*TASK BRIEF*
Give every line of the data again, exactly as it is written.

═════ RECORDS TO PROCESS ═════

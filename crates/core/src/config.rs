//! Runtime settings read from `TETHER_*` environment variables.

use std::str::FromStr;
use std::time::Duration;

pub const DEFAULT_SYNC_TIMEOUT_SECS: u64 = 120;
pub const DEFAULT_NAMESPACE: &str = "default";
pub const DEFAULT_FIELD_OWNER: &str = "tether";
pub const DEFAULT_QUEUE_CAP: usize = 1024;
pub const DEFAULT_POLL_SECS: u64 = 60;
pub const DEFAULT_MAX_CONCURRENT: usize = 10;

#[derive(Debug, Clone, PartialEq, Eq)]
pub struct Settings {
    /// Upper bound for the initial sync of a watch session.
    pub sync_timeout: Duration,
    /// Namespace used for namespaced kinds whose manifest leaves it empty.
    pub default_namespace: String,
    /// Field manager name for server-side apply.
    pub field_owner: String,
    /// Capacity of trigger and change channels.
    pub queue_cap: usize,
    pub poll_interval: Duration,
    pub max_concurrent: usize,
}

impl Default for Settings {
    fn default() -> Self {
        Self {
            sync_timeout: Duration::from_secs(DEFAULT_SYNC_TIMEOUT_SECS),
            default_namespace: DEFAULT_NAMESPACE.to_string(),
            field_owner: DEFAULT_FIELD_OWNER.to_string(),
            queue_cap: DEFAULT_QUEUE_CAP,
            poll_interval: Duration::from_secs(DEFAULT_POLL_SECS),
            max_concurrent: DEFAULT_MAX_CONCURRENT,
        }
    }
}

impl Settings {
    pub fn from_env() -> Self {
        let d = Self::default();
        Self {
            sync_timeout: env_parse::<u64>("TETHER_SYNC_TIMEOUT_SECS").map(Duration::from_secs).unwrap_or(d.sync_timeout),
            default_namespace: env_nonempty("TETHER_DEFAULT_NAMESPACE").unwrap_or(d.default_namespace),
            field_owner: env_nonempty("TETHER_FIELD_OWNER").unwrap_or(d.field_owner),
            queue_cap: env_parse::<usize>("TETHER_QUEUE_CAP").filter(|c| *c > 0).unwrap_or(d.queue_cap),
            poll_interval: env_parse::<u64>("TETHER_POLL_SECS").map(Duration::from_secs).unwrap_or(d.poll_interval),
            max_concurrent: env_parse::<usize>("TETHER_MAX_CONCURRENT").filter(|c| *c > 0).unwrap_or(d.max_concurrent),
        }
    }
}

fn env_parse<T: FromStr>(name: &str) -> Option<T> {
    std::env::var(name).ok().and_then(|s| s.trim().parse::<T>().ok())
}

fn env_nonempty(name: &str) -> Option<String> {
    std::env::var(name).ok().map(|s| s.trim().to_string()).filter(|s| !s.is_empty())
}

#[cfg(test)]
mod tests {
    use super::*;

    #[test]
    fn defaults_match_documented_values() {
        let s = Settings::default();
        assert_eq!(s.sync_timeout, Duration::from_secs(120));
        assert_eq!(s.default_namespace, "default");
        assert_eq!(s.field_owner, "tether");
    }
}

═════

*FINISHED EXERCISE*
filename crates/core/src/config.rs
//! Runtime settings read from `TETHER_*` environment variables.

use std::str::FromStr;
use std::time::Duration;

pub const DEFAULT_SYNC_TIMEOUT_SECS: u64 = 120;
pub const DEFAULT_NAMESPACE: &str = "default";
pub const DEFAULT_FIELD_OWNER: &str = "tether";
pub const DEFAULT_QUEUE_CAP: usize = 1024;
pub const DEFAULT_POLL_SECS: u64 = 60;
pub const DEFAULT_MAX_CONCURRENT: usize = 10;

#[derive(Debug, Clone, PartialEq, Eq)]
pub struct Settings {
    /// Upper bound for the initial sync of a watch session.
    pub sync_timeout: Duration,
    /// Namespace used for namespaced kinds whose manifest leaves it empty.
    pub default_namespace: String,
    /// Field manager name for server-side apply.
    pub field_owner: String,
    /// Capacity of trigger and change channels.
    pub queue_cap: usize,
    pub poll_interval: Duration,
    pub max_concurrent: usize,
}

impl Default for Settings {
    fn default() -> Self {
        Self {
            sync_timeout: Duration::from_secs(DEFAULT_SYNC_TIMEOUT_SECS),
            default_namespace: DEFAULT_NAMESPACE.to_string(),
            field_owner: DEFAULT_FIELD_OWNER.to_string(),
            queue_cap: DEFAULT_QUEUE_CAP,
            poll_interval: Duration::from_secs(DEFAULT_POLL_SECS),
            max_concurrent: DEFAULT_MAX_CONCURRENT,
        }
    }
}

impl Settings {
    pub fn from_env() -> Self {
        let d = Self::default();
        Self {
            sync_timeout: env_parse::<u64>("TETHER_SYNC_TIMEOUT_SECS").map(Duration::from_secs).unwrap_or(d.sync_timeout),
            default_namespace: env_nonempty("TETHER_DEFAULT_NAMESPACE").unwrap_or(d.default_namespace),
            field_owner: env_nonempty("TETHER_FIELD_OWNER").unwrap_or(d.field_owner),
            queue_cap: env_parse::<usize>("TETHER_QUEUE_CAP").filter(|c| *c > 0).unwrap_or(d.queue_cap),
            poll_interval: env_parse::<u64>("TETHER_POLL_SECS").map(Duration::from_secs).unwrap_or(d.poll_interval),
            max_concurrent: env_parse::<usize>("TETHER_MAX_CONCURRENT").filter(|c| *c > 0).unwrap_or(d.max_concurrent),
        }
    }
}

fn env_parse<T: FromStr>(name: &str) -> Option<T> {
    std::env::var(name).ok().and_then(|s| s.trim().parse::<T>().ok())
}

fn env_nonempty(name: &str) -> Option<String> {
    std::env::var(name).ok().map(|s| s.trim().to_string()).filter(|s| !s.is_empty())
}

#[cfg(test)]
mod tests {
    use super::*;

    #[test]
    fn defaults_match_documented_values() {
        let s = Settings::default();
        assert_eq!(s.sync_timeout, Duration::from_secs(120));
        assert_eq!(s.default_namespace, "default");
        assert_eq!(s.field_owner, "tether");
    }
}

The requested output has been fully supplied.